The pathway to anything in Chicago was not through any politicians, nor was the pathway to civil rights as well as legendary clergy. The airwaves were not controlled by a person sitting in an office paid by a corporation that was later push to give jobs to people of color. When one man had a dream, Chicago, tried to close the door in his face but through the true keeper of the key to Chicago, the dream was let in, even when his life/way of life was in danger the gatekeeper to all that moves in Chicago stood strong. The evangelistic sounds of Chicago, the gap that stood ground for people of Chicago as well as great leaders that were to come, was of the legendary, Stellar Award winning, great Reverend Clay Evans.
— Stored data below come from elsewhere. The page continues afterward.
//! The route-permission table: an ordered list of data-only rules.
//!
//! The table is plain data, separate from the evaluation algorithm, so the
//! policy can be audited or overridden from configuration without touching
//! engine code. It is loaded once at startup, wrapped in an `Arc`, and never
//! mutated afterwards.

use std::{fmt, str::FromStr};

use serde::{Deserialize, Serialize};
use thiserror::Error;

use super::matcher::{path_matches, pattern_is_valid};
use crate::models::{OrgKeyScope, UserRole};

/// The HTTP methods the permission table distinguishes. Anything else never
/// matches a rule and falls into the deny-by-default branch.
#[derive(Debug, Clone, Copy, PartialEq, Eq, Hash, Serialize, Deserialize)]
#[serde(rename_all = "UPPERCASE")]
pub enum HttpMethod {
    Get,
    Post,
    Put,
    Delete,
    Patch,
}

impl HttpMethod {
    pub fn as_str(&self) -> &'static str {
        match self {
            HttpMethod::Get => "GET",
            HttpMethod::Post => "POST",
            HttpMethod::Put => "PUT",
            HttpMethod::Delete => "DELETE",
            HttpMethod::Patch => "PATCH",
        }
    }

    /// Convert from the wire method. Returns `None` for methods the table
    /// does not model (HEAD, OPTIONS, ...).
    pub fn from_method(method: &http::Method) -> Option<Self> {
        match *method {
            http::Method::GET => Some(HttpMethod::Get),
            http::Method::POST => Some(HttpMethod::Post),
            http::Method::PUT => Some(HttpMethod::Put),
            http::Method::DELETE => Some(HttpMethod::Delete),
            http::Method::PATCH => Some(HttpMethod::Patch),
            _ => None,
        }
    }
}

impl fmt::Display for HttpMethod {
    fn fmt(&self, f: &mut fmt::Formatter<'_>) -> fmt::Result {
        write!(f, "{}", self.as_str())
    }
}

impl FromStr for HttpMethod {
    type Err = String;

    fn from_str(s: &str) -> Result<Self, Self::Err> {
        match s {
            "GET" => Ok(HttpMethod::Get),
            "POST" => Ok(HttpMethod::Post),
            "PUT" => Ok(HttpMethod::Put),
            "DELETE" => Ok(HttpMethod::Delete),
            "PATCH" => Ok(HttpMethod::Patch),
            _ => Err(format!("Unsupported HTTP method '{}'", s)),
        }
    }
}

/// One declarative route-permission rule.
///
/// Rules are evaluated in declaration order; the first rule whose pattern
/// and method both match decides the request. Absent `user_roles` means no
/// user key satisfies the rule; absent `org_scopes` means no organization
/// key does.
#[derive(Debug, Clone, Serialize, Deserialize)]
pub struct PermissionRule {
    /// Path pattern relative to the server base path, e.g. `/services/**`.
    pub path: String,
    pub methods: Vec<HttpMethod>,
    #[serde(default, skip_serializing_if = "Option::is_none")]
    pub user_roles: Option<Vec<UserRole>>,
    #[serde(default, skip_serializing_if = "Option::is_none")]
    pub org_scopes: Option<Vec<OrgKeyScope>>,
    /// Reject organization keys outright, regardless of scope.
    #[serde(default)]
    pub user_key_only: bool,
    /// Allow without any credential. Other fields are ignored when set.
    #[serde(default)]
    pub public: bool,
}

impl PermissionRule {
    pub fn allows_user_role(&self, role: UserRole) -> bool {
        matches!(&self.user_roles, Some(roles) if roles.contains(&role))
    }

    pub fn allows_org_scope(&self, scope: OrgKeyScope) -> bool {
        matches!(&self.org_scopes, Some(scopes) if scopes.contains(&scope))
    }
}

#[derive(Debug, Error)]
pub enum TableError {
    #[error("Rule {index} has invalid path pattern '{path}': '**' may only be the final segment")]
    InvalidPattern { index: usize, path: String },

    #[error("Rule {index} ('{path}') lists no HTTP methods")]
    NoMethods { index: usize, path: String },
}

/// Immutable, ordered permission table.
#[derive(Debug, Clone)]
pub struct PermissionTable {
    rules: Vec<PermissionRule>,
}

impl PermissionTable {
    /// Build a table, validating every rule. Order is preserved.
    pub fn new(rules: Vec<PermissionRule>) -> Result<Self, TableError> {
        for (index, rule) in rules.iter().enumerate() {
            if !pattern_is_valid(&rule.path) {
                return Err(TableError::InvalidPattern {
                    index,
                    path: rule.path.clone(),
                });
            }
            if rule.methods.is_empty() {
                return Err(TableError::NoMethods {
                    index,
                    path: rule.path.clone(),
                });
            }
        }
        Ok(Self { rules })
    }

    /// First rule matching both method and path, in declaration order.
    /// `None` means the caller must deny (fail closed).
    pub fn find_rule(&self, method: HttpMethod, path: &str) -> Option<&PermissionRule> {
        self.rules
            .iter()
            .find(|rule| rule.methods.contains(&method) && path_matches(&rule.path, path))
    }

    /// The raw rule list, for policy audit tooling.
    #[allow(dead_code)]
    pub fn rules(&self) -> &[PermissionRule] {
        &self.rules
    }

    pub fn len(&self) -> usize {
        self.rules.len()
    }

    pub fn is_empty(&self) -> bool {
        self.rules.is_empty()
    }

    /// The default policy shipped with the server. Deployments can replace
    /// it wholesale via `[[auth.permissions]]` in the config file.
    pub fn builtin() -> Result<Self, TableError> {
        use HttpMethod::*;
        use OrgKeyScope as S;
        use UserRole as R;

        fn rule(path: &str, methods: &[HttpMethod]) -> PermissionRule {
            PermissionRule {
                path: path.to_string(),
                methods: methods.to_vec(),
                user_roles: None,
                org_scopes: None,
                user_key_only: false,
                public: false,
            }
        }

        fn users(mut r: PermissionRule, roles: &[UserRole]) -> PermissionRule {
            r.user_roles = Some(roles.to_vec());
            r
        }

        fn orgs(mut r: PermissionRule, scopes: &[OrgKeyScope]) -> PermissionRule {
            r.org_scopes = Some(scopes.to_vec());
            r
        }

        fn user_key_only(mut r: PermissionRule) -> PermissionRule {
            r.user_key_only = true;
            r
        }

        fn public(mut r: PermissionRule) -> PermissionRule {
            r.public = true;
            r
        }

        let rules = vec![
            public(rule("/health", &[Get])),
            // Account self-service before the admin-only user routes.
            users(
                user_key_only(rule("/me", &[Get])),
                &[R::Admin, R::User],
            ),
            // User management is platform-admin territory.
            users(
                user_key_only(rule("/users/**", &[Get, Post, Put, Delete, Patch])),
                &[R::Admin],
            ),
            // Any user may create an organization; listing all of them is
            // admin-only.
            users(
                user_key_only(rule("/organizations", &[Post])),
                &[R::Admin, R::User],
            ),
            users(
                user_key_only(rule("/organizations", &[Get])),
                &[R::Admin],
            ),
            // Reading one organization: members (checked downstream by the
            // org-role layer) or the organization's own key.
            orgs(
                users(rule("/organizations/*", &[Get]), &[R::Admin, R::User]),
                &[S::All, S::Management],
            ),
            // Key listings never go to organization credentials.
            users(
                user_key_only(rule("/organizations/*/keys", &[Get])),
                &[R::Admin, R::User],
            ),
            // Mutating an organization, its members, and its keys requires a
            // user key; the org-role layer narrows it further per route.
            users(
                user_key_only(rule("/organizations/**", &[Post, Put, Delete, Patch])),
                &[R::Admin, R::User],
            ),
            // Catalog reads are open to every credential kind.
            orgs(
                users(rule("/services", &[Get]), &[R::Admin, R::User]),
                &[S::All, S::Management, S::Evaluation],
            ),
            orgs(
                users(rule("/services", &[Post]), &[R::Admin]),
                &[S::All, S::Management],
            ),
            orgs(
                users(rule("/services/**", &[Get]), &[R::Admin, R::User]),
                &[S::All, S::Management, S::Evaluation],
            ),
            users(
                user_key_only(rule("/services/**", &[Put, Delete])),
                &[R::Admin],
            ),
            // Contracts: management-capable org keys, or users (narrowed by
            // the org-role layer).
            orgs(
                users(
                    rule("/contracts/**", &[Get, Post]),
                    &[R::Admin, R::User],
                ),
                &[S::All, S::Management],
            ),
            // Feature evaluation: the evaluation scope exists for exactly
            // this surface.
            orgs(
                users(rule("/evaluation/**", &[Get]), &[R::Admin, R::User]),
                &[S::All, S::Evaluation],
            ),
        ];

        Self::new(rules)
    }
}

#[cfg(test)]
mod tests {
    use super::*;

    fn table() -> PermissionTable {
        PermissionTable::builtin().expect("builtin table is valid")
    }

    #[test]
    fn builtin_table_is_valid() {
        let t = table();
        assert!(!t.is_empty());
    }

    #[test]
    fn first_match_wins_over_later_rules() {
        // Two rules match GET /organizations/42; declaration order decides.
        let rules = vec![
            PermissionRule {
                path: "/organizations/*".to_string(),
                methods: vec![HttpMethod::Get],
                user_roles: Some(vec![UserRole::Admin]),
                org_scopes: None,
                user_key_only: false,
                public: false,
            },
            PermissionRule {
                path: "/organizations/**".to_string(),
                methods: vec![HttpMethod::Get],
                user_roles: Some(vec![UserRole::Admin, UserRole::User]),
                org_scopes: None,
                user_key_only: false,
                public: false,
            },
        ];
        let table = PermissionTable::new(rules).unwrap();
        let rule = table
            .find_rule(HttpMethod::Get, "/organizations/42")
            .unwrap();
        assert_eq!(rule.path, "/organizations/*");
        assert!(!rule.allows_user_role(UserRole::User));
    }

    #[test]
    fn no_rule_means_none() {
        let t = table();
        assert!(t.find_rule(HttpMethod::Delete, "/nonexistent").is_none());
        // A path that exists under a different method only.
        assert!(t.find_rule(HttpMethod::Post, "/health").is_none());
    }

    #[test]
    fn method_and_path_must_both_match() {
        let t = table();
        let get = t.find_rule(HttpMethod::Get, "/services").unwrap();
        assert!(get.allows_org_scope(OrgKeyScope::Evaluation));

        let post = t.find_rule(HttpMethod::Post, "/services").unwrap();
        assert!(!post.allows_org_scope(OrgKeyScope::Evaluation));
        assert!(post.allows_org_scope(OrgKeyScope::Management));
    }

    #[test]
    fn interior_double_star_rejected_at_load() {
        let rules = vec![PermissionRule {
            path: "/a/**/b".to_string(),
            methods: vec![HttpMethod::Get],
            user_roles: None,
            org_scopes: None,
            user_key_only: false,
            public: false,
        }];
        assert!(matches!(
            PermissionTable::new(rules),
            Err(TableError::InvalidPattern { index: 0, .. })
        ));
    }

    #[test]
    fn empty_method_list_rejected_at_load() {
        let rules = vec![PermissionRule {
            path: "/a".to_string(),
            methods: vec![],
            user_roles: None,
            org_scopes: None,
            user_key_only: false,
            public: false,
        }];
        assert!(matches!(
            PermissionTable::new(rules),
            Err(TableError::NoMethods { index: 0, .. })
        ));
    }

    #[test]
    fn rules_deserialize_from_toml() {
        let doc = r#"
            [[rules]]
            path = "/widgets/**"
            methods = ["GET", "POST"]
            user_roles = ["admin"]
            org_scopes = ["all", "management"]

            [[rules]]
            path = "/ping"
            methods = ["GET"]
            public = true
        "#;

        #[derive(Deserialize)]
        struct Doc {
            rules: Vec<PermissionRule>,
        }

        let doc: Doc = toml::from_str(doc).unwrap();
        let table = PermissionTable::new(doc.rules).unwrap();
        assert_eq!(table.len(), 2);
        let rule = table.find_rule(HttpMethod::Post, "/widgets/7").unwrap();
        assert!(rule.allows_user_role(UserRole::Admin));
        assert!(!rule.allows_user_role(UserRole::User));
        assert!(table.find_rule(HttpMethod::Get, "/ping").unwrap().public);
    }

    #[test]
    fn http_method_conversions() {
        assert_eq!(
            HttpMethod::from_method(&http::Method::GET),
            Some(HttpMethod::Get)
        );
        assert_eq!(HttpMethod::from_method(&http::Method::HEAD), None);
        assert_eq!("PATCH".parse::<HttpMethod>(), Ok(HttpMethod::Patch));
        assert!("TRACE".parse::<HttpMethod>().is_err());
    }
}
The news of the Reverend Clay Evans going home from the Southside to sit in glory on the highest of the North you can get at the age 94 November 28, 2019, came from his successor of a the church he founded, Fellowship Missionary Baptist Church in Chicago, Illinois. Reverend Clay was many things of this world such as the man that sat at the right hand of Dr. Martin Luther King, the man that worked side by side with Reverend Jesse Jacksons Operation Push, the man whose evangelistic sounds were charted on Billboard and brought the word to “What a Fellowship” TV program. He also was there to help launch Reverend Consuella York, the first African American woman to be ordained into the clergy in Chicago by her denomination. Reverend Clay was the clue to Mayors Richard M. Daley and Rahm Emanuel, while being the pastoral counselor to Presidents Bill Clinton and Barack Obama. Reverend Clay Evans faith walked him into history.
Reverend Clay Evans is survived by his wife of 74 years, First Lady, Lutha Mae Hollingshed-Evans, 5 children with several grand and great-grandchildren.
Today on Praise In The City at 2pm we will celebrate the life that was light to the city of Chicago as well as our nation, Reverend Clay Evans.
According to the Chicago Sun-Times, Evans is scheduled to lie in state at Fellowship Missionary Baptist Church from noon to 7 p.m, on Dec. 6, with a celebration of his life to follow, and that a visitation is scheduled on Dec. 7, from 9 to 10 a.m., with another celebration to follow.